• WHAT IS NEEDED
Below are the entries to work from; restate word for word the portion that opens with the line containing "pub use monitor_dto::*;" and closes with the line containing "pub use wallet_dto::*;", keeping both.

════════

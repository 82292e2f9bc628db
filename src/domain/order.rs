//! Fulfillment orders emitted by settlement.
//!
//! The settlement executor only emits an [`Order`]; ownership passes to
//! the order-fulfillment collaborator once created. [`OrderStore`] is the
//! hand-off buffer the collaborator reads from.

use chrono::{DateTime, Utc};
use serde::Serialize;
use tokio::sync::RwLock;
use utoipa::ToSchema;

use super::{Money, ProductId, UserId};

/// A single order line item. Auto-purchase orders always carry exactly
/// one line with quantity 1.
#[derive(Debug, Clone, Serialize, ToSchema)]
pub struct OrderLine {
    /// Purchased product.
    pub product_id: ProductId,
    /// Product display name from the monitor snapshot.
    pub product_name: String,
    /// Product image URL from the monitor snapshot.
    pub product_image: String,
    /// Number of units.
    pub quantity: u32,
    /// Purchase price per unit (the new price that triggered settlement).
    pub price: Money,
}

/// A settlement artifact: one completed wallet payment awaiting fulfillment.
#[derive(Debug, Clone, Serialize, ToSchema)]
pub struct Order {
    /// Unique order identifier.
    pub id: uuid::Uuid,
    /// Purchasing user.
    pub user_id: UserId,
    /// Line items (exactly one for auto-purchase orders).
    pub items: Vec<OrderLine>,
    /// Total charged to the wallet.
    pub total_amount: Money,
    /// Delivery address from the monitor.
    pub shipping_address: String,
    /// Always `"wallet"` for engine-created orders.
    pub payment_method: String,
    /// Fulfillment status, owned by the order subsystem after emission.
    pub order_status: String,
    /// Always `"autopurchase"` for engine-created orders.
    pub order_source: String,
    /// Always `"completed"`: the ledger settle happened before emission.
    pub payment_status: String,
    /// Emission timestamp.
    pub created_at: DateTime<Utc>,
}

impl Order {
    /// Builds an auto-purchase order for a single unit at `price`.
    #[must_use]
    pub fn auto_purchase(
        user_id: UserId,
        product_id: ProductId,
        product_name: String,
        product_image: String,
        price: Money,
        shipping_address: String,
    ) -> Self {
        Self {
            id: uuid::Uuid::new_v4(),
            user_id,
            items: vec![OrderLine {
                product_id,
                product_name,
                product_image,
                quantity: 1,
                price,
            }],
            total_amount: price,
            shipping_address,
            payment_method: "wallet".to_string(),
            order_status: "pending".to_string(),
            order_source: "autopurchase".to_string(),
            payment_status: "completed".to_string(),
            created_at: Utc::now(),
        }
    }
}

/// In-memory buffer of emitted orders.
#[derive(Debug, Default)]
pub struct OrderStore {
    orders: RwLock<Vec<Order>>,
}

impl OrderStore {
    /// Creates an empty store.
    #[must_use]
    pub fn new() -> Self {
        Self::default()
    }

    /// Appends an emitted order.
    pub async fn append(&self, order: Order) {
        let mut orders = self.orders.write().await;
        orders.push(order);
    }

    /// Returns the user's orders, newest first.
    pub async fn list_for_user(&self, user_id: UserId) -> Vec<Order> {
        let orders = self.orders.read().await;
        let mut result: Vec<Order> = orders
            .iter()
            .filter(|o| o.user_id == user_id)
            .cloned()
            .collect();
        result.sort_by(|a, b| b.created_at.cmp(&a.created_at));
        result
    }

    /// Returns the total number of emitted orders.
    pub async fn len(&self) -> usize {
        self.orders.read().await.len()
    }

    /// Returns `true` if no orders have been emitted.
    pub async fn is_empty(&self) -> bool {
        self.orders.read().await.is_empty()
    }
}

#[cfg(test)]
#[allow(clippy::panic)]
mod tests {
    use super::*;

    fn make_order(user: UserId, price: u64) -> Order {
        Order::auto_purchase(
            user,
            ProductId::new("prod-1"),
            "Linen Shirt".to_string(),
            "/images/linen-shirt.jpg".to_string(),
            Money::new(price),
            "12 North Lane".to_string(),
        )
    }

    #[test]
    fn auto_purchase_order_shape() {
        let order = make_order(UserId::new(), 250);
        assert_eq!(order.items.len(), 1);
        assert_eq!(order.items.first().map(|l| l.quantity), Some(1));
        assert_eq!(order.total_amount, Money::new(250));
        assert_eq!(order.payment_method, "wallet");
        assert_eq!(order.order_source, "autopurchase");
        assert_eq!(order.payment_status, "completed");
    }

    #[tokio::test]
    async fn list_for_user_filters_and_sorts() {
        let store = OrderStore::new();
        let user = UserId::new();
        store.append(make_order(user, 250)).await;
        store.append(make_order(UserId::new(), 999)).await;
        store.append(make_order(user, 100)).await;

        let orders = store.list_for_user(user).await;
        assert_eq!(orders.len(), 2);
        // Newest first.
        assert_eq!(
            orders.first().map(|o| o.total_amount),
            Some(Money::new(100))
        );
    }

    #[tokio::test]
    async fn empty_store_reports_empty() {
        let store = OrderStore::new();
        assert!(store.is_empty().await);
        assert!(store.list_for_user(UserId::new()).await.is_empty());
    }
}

════════

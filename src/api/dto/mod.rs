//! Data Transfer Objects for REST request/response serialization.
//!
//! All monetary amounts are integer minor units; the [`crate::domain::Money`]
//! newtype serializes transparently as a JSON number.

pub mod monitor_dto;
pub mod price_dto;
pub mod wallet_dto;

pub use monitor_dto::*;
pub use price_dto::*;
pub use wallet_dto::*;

════════

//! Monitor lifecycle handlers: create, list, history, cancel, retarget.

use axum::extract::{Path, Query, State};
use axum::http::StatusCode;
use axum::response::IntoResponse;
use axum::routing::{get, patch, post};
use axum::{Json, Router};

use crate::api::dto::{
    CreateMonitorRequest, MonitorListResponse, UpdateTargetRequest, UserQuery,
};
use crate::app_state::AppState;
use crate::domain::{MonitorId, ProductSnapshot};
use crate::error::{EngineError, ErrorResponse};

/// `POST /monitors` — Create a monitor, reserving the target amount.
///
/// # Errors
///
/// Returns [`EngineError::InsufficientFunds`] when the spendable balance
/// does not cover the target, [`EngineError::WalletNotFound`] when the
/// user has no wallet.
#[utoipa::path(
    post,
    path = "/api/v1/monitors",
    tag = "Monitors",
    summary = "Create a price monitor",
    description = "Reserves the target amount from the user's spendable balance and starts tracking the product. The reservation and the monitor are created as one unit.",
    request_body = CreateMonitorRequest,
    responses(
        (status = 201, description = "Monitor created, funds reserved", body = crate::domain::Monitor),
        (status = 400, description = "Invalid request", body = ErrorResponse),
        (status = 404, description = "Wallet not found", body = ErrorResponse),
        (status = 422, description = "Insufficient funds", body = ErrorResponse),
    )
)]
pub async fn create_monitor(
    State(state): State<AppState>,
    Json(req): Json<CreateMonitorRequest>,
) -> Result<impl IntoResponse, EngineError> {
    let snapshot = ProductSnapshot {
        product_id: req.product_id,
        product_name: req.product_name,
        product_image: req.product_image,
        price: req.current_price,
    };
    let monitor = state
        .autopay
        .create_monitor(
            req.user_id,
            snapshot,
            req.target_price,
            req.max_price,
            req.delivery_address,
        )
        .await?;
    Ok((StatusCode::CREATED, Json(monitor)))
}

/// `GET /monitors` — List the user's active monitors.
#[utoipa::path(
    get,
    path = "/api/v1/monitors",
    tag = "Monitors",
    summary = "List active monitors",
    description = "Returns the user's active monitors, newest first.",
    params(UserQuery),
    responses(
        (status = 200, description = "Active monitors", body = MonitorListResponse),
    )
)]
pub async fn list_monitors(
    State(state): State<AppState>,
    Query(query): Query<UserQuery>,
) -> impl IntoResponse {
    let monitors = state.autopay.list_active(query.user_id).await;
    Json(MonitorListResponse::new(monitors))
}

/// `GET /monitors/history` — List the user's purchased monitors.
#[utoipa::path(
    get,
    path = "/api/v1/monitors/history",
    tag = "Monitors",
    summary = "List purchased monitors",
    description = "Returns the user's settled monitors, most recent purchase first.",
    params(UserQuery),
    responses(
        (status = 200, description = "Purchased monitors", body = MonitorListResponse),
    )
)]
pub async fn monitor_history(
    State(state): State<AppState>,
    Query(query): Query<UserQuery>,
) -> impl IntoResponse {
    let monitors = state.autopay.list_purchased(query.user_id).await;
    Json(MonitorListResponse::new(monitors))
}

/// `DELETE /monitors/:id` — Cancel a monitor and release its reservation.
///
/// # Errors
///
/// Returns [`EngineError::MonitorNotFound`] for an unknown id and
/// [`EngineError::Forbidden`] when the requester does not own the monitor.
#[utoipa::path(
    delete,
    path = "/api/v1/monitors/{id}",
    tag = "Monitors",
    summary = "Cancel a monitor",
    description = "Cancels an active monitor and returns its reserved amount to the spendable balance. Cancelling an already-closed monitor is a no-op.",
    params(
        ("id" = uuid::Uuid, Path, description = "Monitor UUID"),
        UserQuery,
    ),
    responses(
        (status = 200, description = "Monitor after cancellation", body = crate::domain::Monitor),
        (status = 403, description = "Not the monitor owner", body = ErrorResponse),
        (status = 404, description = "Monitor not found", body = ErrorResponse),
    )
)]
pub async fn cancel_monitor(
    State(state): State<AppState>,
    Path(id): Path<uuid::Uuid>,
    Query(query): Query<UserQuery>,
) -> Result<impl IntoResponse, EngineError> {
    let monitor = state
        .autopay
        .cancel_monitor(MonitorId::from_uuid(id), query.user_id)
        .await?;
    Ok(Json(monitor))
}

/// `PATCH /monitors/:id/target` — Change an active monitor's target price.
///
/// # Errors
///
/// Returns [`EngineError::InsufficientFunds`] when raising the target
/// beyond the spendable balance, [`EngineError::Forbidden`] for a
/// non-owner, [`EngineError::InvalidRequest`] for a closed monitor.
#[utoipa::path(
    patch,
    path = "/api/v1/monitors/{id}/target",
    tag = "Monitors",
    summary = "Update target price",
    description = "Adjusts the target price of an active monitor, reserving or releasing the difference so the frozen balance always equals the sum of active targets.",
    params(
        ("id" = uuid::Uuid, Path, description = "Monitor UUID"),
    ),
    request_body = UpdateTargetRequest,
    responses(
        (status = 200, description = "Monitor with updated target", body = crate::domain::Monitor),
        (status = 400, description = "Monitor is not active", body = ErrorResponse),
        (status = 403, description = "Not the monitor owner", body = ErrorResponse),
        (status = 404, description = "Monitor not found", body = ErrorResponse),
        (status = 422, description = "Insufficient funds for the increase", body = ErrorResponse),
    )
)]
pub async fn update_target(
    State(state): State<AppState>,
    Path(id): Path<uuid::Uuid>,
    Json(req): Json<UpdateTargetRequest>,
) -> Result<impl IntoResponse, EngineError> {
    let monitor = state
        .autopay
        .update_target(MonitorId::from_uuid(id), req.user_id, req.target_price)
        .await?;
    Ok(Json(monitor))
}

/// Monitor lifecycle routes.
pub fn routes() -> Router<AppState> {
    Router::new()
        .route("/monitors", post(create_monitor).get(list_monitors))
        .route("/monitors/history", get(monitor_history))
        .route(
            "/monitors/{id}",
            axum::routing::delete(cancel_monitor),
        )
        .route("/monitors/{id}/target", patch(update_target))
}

════════

• SOLVED EXERCISE
pub use monitor_dto::*;
pub use price_dto::*;
pub use wallet_dto::*;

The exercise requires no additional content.